A Corte Eleitoral propôs uma minuta de resolução que deve balizar o uso da tecnologia nas eleições deste ano. O documento, que ainda será discutido em audiências públicas nos dias 23 e 25 de janeiro – o que pode levar a possíveis alterações – , foi elaborado pela ministra Cármen Lúcia, que assume a presidência do TSE em junho deste ano, quando o ministro Alexandre de Moraes deixará o posto.
Propostas – O documento foi elaborado com o intuito de estabelecer meios para evitar que a Inteligência Artificial seja utilizada para produzir e disseminar desinformação e conteúdos falsos.
A minuta propõe que o uso de IA na propaganda eleitoral só poderá ser feito se houver a divulgação “explícita e destacada” de que o conteúdo foi “fabricado ou manipulado e qual tecnologia foi utilizada”.

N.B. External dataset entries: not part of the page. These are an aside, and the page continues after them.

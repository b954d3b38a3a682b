//! Biocanon CLI
//!
//! - `check`: load and validate a schema (and optional ontology)
//! - `labels`: reverse label table (label, scope, type)
//! - `ancestors`: ancestor chain of a type, alias or ontology class
//! - `resolve`: JSON-lines source records → JSON-lines canonical nodes/edges

use anyhow::{anyhow, bail, Context, Result};
use clap::{Args, Parser, Subcommand};
use colored::Colorize;
use parking_lot::Mutex;
use serde::Serialize;
use std::fs::{self, File};
use std::io::{self, BufRead, BufReader, BufWriter, Write};
use std::path::{Path, PathBuf};
use std::sync::atomic::{AtomicU64, Ordering};
use tracing_subscriber::EnvFilter;

use biocanon_ontology::load_ontology_file;
use biocanon_resolve::{
    run_pipeline, Registry, ResolverConfig, RunReport, SkipReason, TracingDiagnostics,
};

mod jsonl;

use jsonl::{JsonLinesSink, RecordReader};

#[derive(Parser)]
#[command(name = "biocanon")]
#[command(
    author,
    version,
    about = "Biocanon: schema-driven canonical resolution of biomedical records"
)]
struct Cli {
    #[command(subcommand)]
    command: Commands,
}

#[derive(Args, Debug, Clone)]
struct SchemaArgs {
    /// Schema configuration (.yaml, .yml or .json)
    #[arg(long, env = "BIOCANON_SCHEMA")]
    schema: PathBuf,
    /// External ontology hierarchy (.nt, .ttl, .owl/.rdf RDF/XML, or a .yaml/.json parent map)
    #[arg(long)]
    ontology: Option<PathBuf>,
}

#[derive(Subcommand)]
enum Commands {
    /// Load and validate a schema; print a summary.
    Check {
        #[command(flatten)]
        schema: SchemaArgs,
        /// Print the summary as JSON on stdout
        #[arg(long)]
        json: bool,
    },

    /// Print the reverse label table (label → type, with scope).
    Labels {
        #[command(flatten)]
        schema: SchemaArgs,
        /// Print as a JSON array instead of tab-separated lines
        #[arg(long)]
        json: bool,
    },

    /// Print the ancestor chain of a type, nearest first.
    Ancestors {
        #[command(flatten)]
        schema: SchemaArgs,
        /// Type, alias, or ontology class name
        #[arg(value_name = "TYPE")]
        type_name: String,
    },

    /// Resolve JSON-lines source records into canonical nodes and edges.
    Resolve(ResolveArgs),
}

#[derive(Args, Debug)]
struct ResolveArgs {
    #[command(flatten)]
    schema: SchemaArgs,
    /// Resolver config (.yaml/.yml or .json)
    #[arg(long)]
    config: Option<PathBuf>,
    /// Input records, one JSON object per line (`-` = stdin)
    #[arg(short, long, default_value = "-")]
    input: String,
    /// Output graph elements, one JSON object per line (`-` = stdout)
    #[arg(short, long, default_value = "-")]
    out: String,
    /// Write the run report as JSON
    #[arg(long)]
    report: Option<PathBuf>,
    /// Suppress repeated node/edge keys
    #[arg(long)]
    dedup: bool,
    /// Process records one at a time, in input order
    #[arg(long)]
    sequential: bool,
}

fn main() -> Result<()> {
    init_tracing();
    let cli = Cli::parse();

    match cli.command {
        Commands::Check { schema, json } => cmd_check(&schema, json),
        Commands::Labels { schema, json } => cmd_labels(&schema, json),
        Commands::Ancestors { schema, type_name } => cmd_ancestors(&schema, &type_name),
        Commands::Resolve(args) => cmd_resolve(&args),
    }
}

/// `BIOCANON_LOG`, then `RUST_LOG`, then `info`. Logs go to stderr so stdout
/// stays machine-readable.
fn init_tracing() {
    let filter = EnvFilter::try_from_env("BIOCANON_LOG")
        .or_else(|_| EnvFilter::try_from_default_env())
        .unwrap_or_else(|_| EnvFilter::new("info"));
    let _ = tracing_subscriber::fmt()
        .with_env_filter(filter)
        .with_writer(io::stderr)
        .with_target(false)
        .try_init();
}

fn load_registry(args: &SchemaArgs) -> Result<Registry> {
    let ontology = match &args.ontology {
        Some(path) => Some(
            load_ontology_file(path)
                .with_context(|| format!("failed to load ontology {}", path.display()))?,
        ),
        None => None,
    };
    Registry::from_file(&args.schema, ontology.as_ref())
        .with_context(|| format!("failed to load schema {}", args.schema.display()))
}

// ============================================================================
// check / labels / ancestors
// ============================================================================

#[derive(Debug, Serialize)]
struct CheckSummary {
    schema: String,
    fingerprint: String,
    types: usize,
    entities: usize,
    associations: usize,
    reified: usize,
    aliases: usize,
    labels: usize,
    hierarchy_nodes: usize,
}

fn cmd_check(args: &SchemaArgs, json: bool) -> Result<()> {
    let registry = load_registry(args)?;
    let associations = registry.types().filter(|t| t.is_association()).count();
    let summary = CheckSummary {
        schema: args.schema.display().to_string(),
        fingerprint: registry.fingerprint().to_string(),
        types: registry.len(),
        entities: registry.len() - associations,
        associations,
        reified: registry.types().filter(|t| t.is_reified()).count(),
        aliases: registry.types().map(|t| t.aliases.len()).sum(),
        labels: registry.label_entries().len(),
        hierarchy_nodes: registry.hierarchy().len(),
    };

    if json {
        println!("{}", serde_json::to_string_pretty(&summary)?);
        return Ok(());
    }

    println!("{} {}", "Valid schema".green().bold(), summary.schema);
    println!("  Fingerprint: {}", summary.fingerprint.cyan());
    println!(
        "  Types: {} ({} entities, {} associations, {} reified)",
        summary.types, summary.entities, summary.associations, summary.reified
    );
    println!("  Aliases: {}", summary.aliases);
    println!("  Labels: {}", summary.labels);
    println!("  Hierarchy nodes: {}", summary.hierarchy_nodes);
    Ok(())
}

fn cmd_labels(args: &SchemaArgs, json: bool) -> Result<()> {
    let registry = load_registry(args)?;
    let entries = registry.label_entries();

    if json {
        println!("{}", serde_json::to_string_pretty(&entries)?);
        return Ok(());
    }

    let stdout = io::stdout();
    let mut out = stdout.lock();
    for entry in &entries {
        let scope = if entry.scope.is_empty() {
            "*".to_string()
        } else {
            entry.scope.join(",")
        };
        writeln!(out, "{}\t{}\t{}", entry.label, scope, entry.type_name)?;
    }
    Ok(())
}

fn cmd_ancestors(args: &SchemaArgs, type_name: &str) -> Result<()> {
    let registry = load_registry(args)?;
    let ancestors = registry
        .ancestors(type_name)
        .ok_or_else(|| anyhow!("unknown type or ontology class `{type_name}`"))?;

    if ancestors.is_empty() {
        eprintln!("{} `{}` has no ancestors", "info:".yellow().bold(), type_name);
    }
    for name in ancestors {
        println!("{name}");
    }
    Ok(())
}

// ============================================================================
// resolve
// ============================================================================

fn open_input(input: &str) -> Result<Box<dyn BufRead + Send>> {
    if input == "-" {
        return Ok(Box::new(BufReader::new(io::stdin())));
    }
    let file = File::open(input).with_context(|| format!("failed to open input {input}"))?;
    Ok(Box::new(BufReader::new(file)))
}

fn open_output(out: &str) -> Result<Box<dyn Write + Send>> {
    if out == "-" {
        return Ok(Box::new(BufWriter::new(io::stdout())));
    }
    let file = File::create(out).with_context(|| format!("failed to create output {out}"))?;
    Ok(Box::new(BufWriter::new(file)))
}

fn resolver_config(args: &ResolveArgs) -> Result<ResolverConfig> {
    let mut config = match &args.config {
        Some(path) => ResolverConfig::from_file(path)
            .with_context(|| format!("failed to load resolver config {}", path.display()))?,
        None => ResolverConfig::default(),
    };
    if args.dedup {
        config.dedup = true;
    }
    if args.sequential {
        config.parallel = false;
    }
    Ok(config)
}

fn cmd_resolve(args: &ResolveArgs) -> Result<()> {
    let registry = load_registry(&args.schema)?;
    let config = resolver_config(args)?;

    let malformed = AtomicU64::new(0);
    let read_failure = Mutex::new(None);
    let records = RecordReader::new(open_input(&args.input)?, &malformed, &read_failure);
    let sink = JsonLinesSink::new(open_output(&args.out)?);

    let mut report = run_pipeline(&registry, &config, records, &sink, &TracingDiagnostics)
        .context("failed to write graph output")?;
    report.malformed_input = malformed.load(Ordering::Relaxed);

    if let Some(err) = read_failure.lock().take() {
        bail!("failed to read input {}: {err}", args.input);
    }
    if let Some(path) = &args.report {
        write_report(path, &report)?;
    }
    print_summary(&report);
    Ok(())
}

fn write_report(path: &Path, report: &RunReport) -> Result<()> {
    let json = serde_json::to_string_pretty(report)?;
    fs::write(path, json + "\n")
        .with_context(|| format!("failed to write report {}", path.display()))?;
    Ok(())
}

fn print_summary(report: &RunReport) {
    eprintln!(
        "{} {} records: {} accepted, {} partial, {} skipped",
        "Resolved".green().bold(),
        report.records,
        report.accepted,
        report.partial_property_loss,
        report.total_skipped()
    );
    eprintln!(
        "  Emitted: {} nodes, {} edges ({} duplicates suppressed)",
        report.nodes_emitted, report.edges_emitted, report.duplicates_suppressed
    );
    for reason in SkipReason::ALL {
        let count = report.skipped(reason);
        if count > 0 {
            eprintln!("  {}: {}", reason.outcome_name().yellow(), count);
        }
    }
    if report.malformed_input > 0 {
        eprintln!(
            "  {}: {}",
            "malformed-input".red(),
            report.malformed_input
        );
    }
}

Também fica proibida a utilização de materiais manipulados que sejam “sabidamente inverídicos ou gravemente descontextualizados” e que tenham potencial de afetar o equilíbrio e integridade do pleito. As plataformas digitais ficam ainda obrigadas a remover os conteúdos considerados ilícitos e manipulados.
Além disso, estão previstas punições para aqueles que desrespeitarem as regras de transparência sobre o uso da IA. Os responsáveis pela produção e disseminação dos conteúdos falsos podem ser responsabilizados conforme o artigo 323 do Código Eleitoral, que estabelece multa e até detenção para aqueles que produzirem e compartilharem vídeos com conteúdo inverídico sobre candidatos ou partidos políticos.